Robert’s Chametzky’s thoughts on Adorno’s famous line (here) reminded your editor that it was past time to post Baraka’s unassimilable story (first published in the 60s), which seems more punctual than ever…B.D.
My concerns are not centered on people. But in reflection, people cause the ironic tone they take. If I think through theories of government or prose, the words are sound, the feelings real, but useless unless people can carry them. Attack them, or celebrate them. Useless in the world, at least. Though to my own way of moving, it makes no ultimate difference. I’ll do pretty much what I would have done. Even though people change me: sometimes bring me out of myself, to confront them, or embrace them. I spit in a man’s face once in a bar who had just taught me something very significant about the socio-cultural structure of America, and the West. But the act of teaching is usually casual. That is, you can pick up God knows what from God knows who.

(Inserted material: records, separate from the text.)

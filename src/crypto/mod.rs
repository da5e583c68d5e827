//! Cipher factory for the upstream tunnel
//!
//! A [`Cipher`] is picked once from a method name and password, then
//! [`Cipher::wrap`] turns each freshly dialed upstream connection into a
//! [`CipherStream`] that encrypts writes and decrypts reads. Salt exchange
//! happens on first I/O, so wrapping itself never touches the network.
//!
//! Supported methods:
//!
//! | Method                   | Key | Salt |
//! |--------------------------|-----|------|
//! | `aes-128-gcm`            | 16  | 16   |
//! | `aes-256-gcm`            | 32  | 32   |
//! | `chacha20-ietf-poly1305` | 32  | 32   |
//! | `dummy`                  | -   | -    |

mod aead;
mod kdf;
mod stream;

pub use aead::AeadCipher;
pub use kdf::{derive_subkey, evp_bytes_to_key};
pub use stream::CipherStream;

use crate::error::CipherError;
use std::fmt;
use std::str::FromStr;
use std::sync::Arc;

/// AEAD tag length for every supported method
pub const TAG_LEN: usize = 16;

/// AEAD nonce length for every supported method
pub const NONCE_LEN: usize = 12;

/// Largest payload carried by one chunk
pub const MAX_PAYLOAD_LEN: usize = 0x3FFF;

/// Encrypted length prefix: u16 plus tag
pub const LENGTH_BLOCK_LEN: usize = 2 + TAG_LEN;

/// Cipher methods understood by [`Cipher::pick`]
#[derive(Debug, Clone, Copy, PartialEq, Eq, Hash)]
pub enum CipherKind {
    /// No encryption; the stream is passed through untouched
    Dummy,
    /// AEAD_AES_128_GCM
    Aes128Gcm,
    /// AEAD_AES_256_GCM
    Aes256Gcm,
    /// AEAD_CHACHA20_POLY1305
    ChaCha20IetfPoly1305,
}

impl CipherKind {
    /// Canonical method name
    pub fn name(self) -> &'static str {
        match self {
            CipherKind::Dummy => "dummy",
            CipherKind::Aes128Gcm => "aes-128-gcm",
            CipherKind::Aes256Gcm => "aes-256-gcm",
            CipherKind::ChaCha20IetfPoly1305 => "chacha20-ietf-poly1305",
        }
    }

    /// Master key length in bytes
    pub fn key_len(self) -> usize {
        match self {
            CipherKind::Dummy => 0,
            CipherKind::Aes128Gcm => 16,
            CipherKind::Aes256Gcm | CipherKind::ChaCha20IetfPoly1305 => 32,
        }
    }

    /// Per-session salt length in bytes
    pub fn salt_len(self) -> usize {
        self.key_len()
    }

    /// Whether this method actually encrypts
    pub fn is_aead(self) -> bool {
        !matches!(self, CipherKind::Dummy)
    }

    pub(crate) fn algorithm(self) -> Option<&'static ring::aead::Algorithm> {
        match self {
            CipherKind::Dummy => None,
            CipherKind::Aes128Gcm => Some(&ring::aead::AES_128_GCM),
            CipherKind::Aes256Gcm => Some(&ring::aead::AES_256_GCM),
            CipherKind::ChaCha20IetfPoly1305 => Some(&ring::aead::CHACHA20_POLY1305),
        }
    }
}

impl FromStr for CipherKind {
    type Err = CipherError;

    fn from_str(name: &str) -> Result<Self, Self::Err> {
        match name.to_ascii_uppercase().as_str() {
            "DUMMY" => Ok(CipherKind::Dummy),
            "AES-128-GCM" | "AEAD_AES_128_GCM" => Ok(CipherKind::Aes128Gcm),
            "AES-256-GCM" | "AEAD_AES_256_GCM" => Ok(CipherKind::Aes256Gcm),
            "CHACHA20-IETF-POLY1305" | "AEAD_CHACHA20_POLY1305" => {
                Ok(CipherKind::ChaCha20IetfPoly1305)
            }
            _ => Err(CipherError::Unsupported(name.to_string())),
        }
    }
}

impl fmt::Display for CipherKind {
    fn fmt(&self, f: &mut fmt::Formatter<'_>) -> fmt::Result {
        f.write_str(self.name())
    }
}

/// A picked cipher method with its master key
///
/// Cheap to clone; the key is shared.
#[derive(Clone, PartialEq, Eq)]
pub struct Cipher {
    kind: CipherKind,
    key: Arc<[u8]>,
}

impl Cipher {
    /// Pick a cipher by name
    ///
    /// When `key` is empty the master key is derived from `password`;
    /// otherwise `key` is used as-is and must match the method's key length.
    pub fn pick(name: &str, key: &[u8], password: &str) -> Result<Self, CipherError> {
        let kind: CipherKind = name.parse()?;

        if !kind.is_aead() {
            return Ok(Cipher {
                kind,
                key: Arc::from(Vec::new()),
            });
        }

        let key = if key.is_empty() {
            if password.is_empty() {
                return Err(CipherError::EmptyPassword(name.to_string()));
            }
            evp_bytes_to_key(password.as_bytes(), kind.key_len())
        } else {
            key.to_vec()
        };

        if key.len() != kind.key_len() {
            return Err(CipherError::KeySize {
                expected: kind.key_len(),
                actual: key.len(),
            });
        }

        Ok(Cipher {
            kind,
            key: Arc::from(key),
        })
    }

    /// The picked method
    pub fn kind(&self) -> CipherKind {
        self.kind
    }

    /// Wrap a plaintext connection
    pub fn wrap<S>(&self, stream: S) -> CipherStream<S> {
        CipherStream::new(stream, self.kind, self.key.clone())
    }
}

impl fmt::Debug for Cipher {
    fn fmt(&self, f: &mut fmt::Formatter<'_>) -> fmt::Result {
        f.debug_struct("Cipher")
            .field("kind", &self.kind)
            .finish_non_exhaustive()
    }
}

Sitting in a hospital bed on First Avenue trying to read, and being fanned by stifling breezes off the dirty river. Ford Madox Ford was telling me something, and this a formal act of· teaching. The didactic tone of No More Parades. Teaching. Telling. Pointing out. And very fine and real in its delineations, but causing finally a kind of super-sophisticated hero worship. So we move from Tarzan to Christopher Tietjens, but the concerns are still heroism.

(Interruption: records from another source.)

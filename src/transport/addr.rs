//! Remote relay address with a resolution cache
//!
//! The relay is dialed once per session. Every address a name resolves to
//! is a dial candidate; once one of them connects, only that one is kept
//! for later sessions until a dial fails again.

use std::io;
use std::net::SocketAddr;
use std::sync::Arc;
use tokio::sync::RwLock;

/// Address that may have cached resolved addresses
#[derive(Debug, Clone)]
pub struct AddrMaybeCached {
    /// The original `host:port` string
    addr: String,
    /// Cached dial candidates, shared by all clones
    cached: Arc<RwLock<Option<Vec<SocketAddr>>>>,
}

impl AddrMaybeCached {
    /// Create a new address without cached resolution
    pub fn new(addr: &str) -> Self {
        AddrMaybeCached {
            addr: addr.to_string(),
            cached: Arc::new(RwLock::new(addr.parse().ok().map(|a| vec![a]))),
        }
    }

    /// Get the original address string
    pub fn addr(&self) -> &str {
        &self.addr
    }

    /// Get the cached candidates if available
    pub async fn get_cached(&self) -> Option<Vec<SocketAddr>> {
        self.cached.read().await.clone()
    }

    /// Keep only `working` as the dial candidate
    pub async fn remember(&self, working: SocketAddr) {
        if !self.is_literal() {
            *self.cached.write().await = Some(vec![working]);
        }
    }

    /// Forget the cached candidates
    ///
    /// Literal IP addresses are never forgotten.
    pub async fn clear_cache(&self) {
        if !self.is_literal() {
            *self.cached.write().await = None;
        }
    }

    /// Resolve the address to its dial candidates, using the cache if
    /// available
    pub async fn resolve(&self) -> io::Result<Vec<SocketAddr>> {
        if let Some(cached) = self.get_cached().await {
            return Ok(cached);
        }

        let resolved: Vec<SocketAddr> = tokio::net::lookup_host(self.addr.as_str())
            .await?
            .collect();
        if resolved.is_empty() {
            return Err(io::Error::new(
                io::ErrorKind::NotFound,
                format!("no addresses found for {}", self.addr),
            ));
        }

        *self.cached.write().await = Some(resolved.clone());
        tracing::debug!("Resolved {} to {:?}", self.addr, resolved);

        Ok(resolved)
    }

    fn is_literal(&self) -> bool {
        self.addr.parse::<SocketAddr>().is_ok()
    }
}

impl From<SocketAddr> for AddrMaybeCached {
    fn from(addr: SocketAddr) -> Self {
        AddrMaybeCached {
            addr: addr.to_string(),
            cached: Arc::new(RwLock::new(Some(vec![addr]))),
        }
    }
}

impl From<&str> for AddrMaybeCached {
    fn from(addr: &str) -> Self {
        AddrMaybeCached::new(addr)
    }
}

#[cfg(test)]
mod tests {
    use super::*;
    use std::net::{IpAddr, Ipv4Addr};

    #[tokio::test]
    async fn test_literal_ip_is_cached_up_front() {
        let addr = AddrMaybeCached::new("127.0.0.1:8388");
        let literal = SocketAddr::new(IpAddr::V4(Ipv4Addr::LOCALHOST), 8388);
        assert_eq!(addr.addr(), "127.0.0.1:8388");
        assert_eq!(addr.get_cached().await, Some(vec![literal]));

        addr.clear_cache().await;
        assert_eq!(addr.get_cached().await, Some(vec![literal]));

        addr.remember(SocketAddr::new(IpAddr::V4(Ipv4Addr::new(10, 0, 0, 1)), 1)).await;
        assert_eq!(addr.get_cached().await, Some(vec![literal]));
    }

    #[tokio::test]
    async fn test_hostname_resolves_and_caches() {
        let addr = AddrMaybeCached::new("localhost:8388");
        assert!(addr.get_cached().await.is_none());

        let resolved = addr.resolve().await.unwrap();
        assert!(!resolved.is_empty());
        assert!(resolved.iter().all(|a| a.ip().is_loopback() && a.port() == 8388));
        assert_eq!(addr.get_cached().await, Some(resolved));

        addr.clear_cache().await;
        assert!(addr.get_cached().await.is_none());
    }

    #[tokio::test]
    async fn test_remember_narrows_candidates() {
        let addr = AddrMaybeCached::new("localhost:8388");
        addr.resolve().await.unwrap();

        let working = SocketAddr::new(IpAddr::V4(Ipv4Addr::LOCALHOST), 8388);
        addr.remember(working).await;
        assert_eq!(addr.resolve().await.unwrap(), vec![working]);
    }

    #[tokio::test]
    async fn test_clones_share_cache() {
        let addr = AddrMaybeCached::new("localhost:1");
        let clone = addr.clone();
        addr.resolve().await.unwrap();
        assert!(clone.get_cached().await.is_some());
    }

    #[tokio::test]
    async fn test_from_socket_addr() {
        let socket_addr = SocketAddr::new(IpAddr::V4(Ipv4Addr::new(10, 0, 0, 1)), 443);
        let addr: AddrMaybeCached = socket_addr.into();

        assert_eq!(addr.addr(), "10.0.0.1:443");
        assert_eq!(addr.resolve().await.unwrap(), vec![socket_addr]);
    }

    #[tokio::test]
    async fn test_unresolvable_name_fails() {
        let addr = AddrMaybeCached::new("no-such-host.invalid:80");
        assert!(addr.resolve().await.is_err());
    }
}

And what to do to make the wildest, brightest, dispersal of our energies. In our not really brief flight into darkness. Either it is done against the heavens, sky flyers, or against the earth. And the story of man is divided brusquely between those who know the sky, and those who know only the earth. And the various dictators, artists, murderers and ministers, can come from either side. Each Left and Right, go right up to the sky, and the division is within their own territory. Lindberghs and Hemingways, Nat Turners and Robespierres. What they do is gold, and skyward, from whatever angle, they fly and return to an earth of mistakes. So Christopher Tietjens being made a cuckold, and trying vainly to see through mist and shadows down to Sylvia’s earth. She called so furiously for him to fall. My friend, Johnny Morris, fighting off the Ku Klux Klan only to return from those heights to the silent hallway of some very real shack and watch some fool wrestle with his wife. Various scenes complete each other with desperate precision.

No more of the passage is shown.